6 de out de 2009

Xenófanes de Cólofon, pseudo-eleata

Autor controverso, Xenófanes de Cólofon é enumerado por Platão, Aristóteles e Teofrasto entre os filósofos pré-socráticos, mas é evocado como poeta pela tradição literária (Estrabão, Apuleio, Ateneu e outros).

Xenófanes abandonou sua terra natal e percorreu o mundo grego até o Ocidente, durante os muitos anos que lhe permitiu sua afamada longevidade. Nos seus escritos, satisfez interesses díspares: cantou a fundação de Cólofon e sua emigração para Eleia (em versos hoje perdidos), lançou veementes invectivas à tradição homérica, deu conselhos acerca dos banquetes, especulou sobre a unidade dos contrários, criticou o conhecimento humano, satirizou a crença na reencarnação, defendeu a unicidade divina. Xenófanes teve enorme influência no desenvolvimento religioso posterior.

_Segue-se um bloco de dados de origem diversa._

use std::fs::File;
use std::io::Error;
use std::path::Path;

pub const HEADER: [&str; 8] = ["op", "at", "signer", "provider", "job", "rate", "amount", "text"];

/// Rate of every generated job: one token per second.
pub const RATE: u64 = 1_000_000_000_000;

/// Writes a script that opens `jobs` jobs, one second apart, each escrowing
/// 10 tokens with a single provider, then settles every one of them once
/// late enough for the whole escrow to have accrued.
pub fn generate_script(path: &Path, jobs: usize) -> Result<(), Error> {
    let file = File::create(path)?;
    let mut wtr = csv::WriterBuilder::new().from_writer(file);

    wtr.write_record(HEADER)?;
    wtr.write_record(["initialize", "0", "admin", "", "", "", "60", "RATE_LOCK"])?;
    wtr.write_record(["airdrop", "0", "alice", "", "", "", &(jobs * 10).to_string(), ""])?;
    wtr.write_record(["provider_add", "0", "bob", "", "", "", "", "http://bob"])?;

    let rate = RATE.to_string();
    for i in 0..jobs {
        wtr.write_record([
            "job_open",
            &i.to_string(),
            "alice",
            "bob",
            "",
            &rate,
            "10",
            "",
        ])?;
    }

    let end = (jobs + 10).to_string();
    for i in 0..jobs {
        wtr.write_record(["job_settle", &end, "keeper", "bob", &i.to_string(), "", "", ""])?;
    }

    wtr.flush()?;
    Ok(())
}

Ao que parece, foi a poesia o seu emprego principal nos anos anteriores à sua ida para Eleia; e continuou a servi-lo depois, transmitindo ao seu pensamento a elevação e o entusiasmo próprios da linguagem épica.

Entrementes, como já vivesse os últimos anos da Época Arcaica grega, vociferou sátiras acerbas tanto aos heróis dos jogos quanto aos deuses. Àqueles, objetou lhes que as vitórias esportivas fossem superestimadas em comparação com as conquistas intelectuais; a estes, que seus mitos estivessem contaminados de imoralidade.

Sua violenta reação de repulsa pela proeminência de Homero e o arquétipo poético e operou a primeira manifestação da discórdia entre poetas e filósofos, cuja veemência ainda seria grande no tempo de Platão. Apesar disso, seu rechaço ao influxo educativo dos grandes poetas gregos não o impediu de valer se dos mesmos expedientes literários de Homero e Hesíodo. Sua veia polêmica não é, portanto, em si mesma desconstrutiva; antes se constitui numa invectiva moral, em cinismo crítico diante das ideias tradicionais.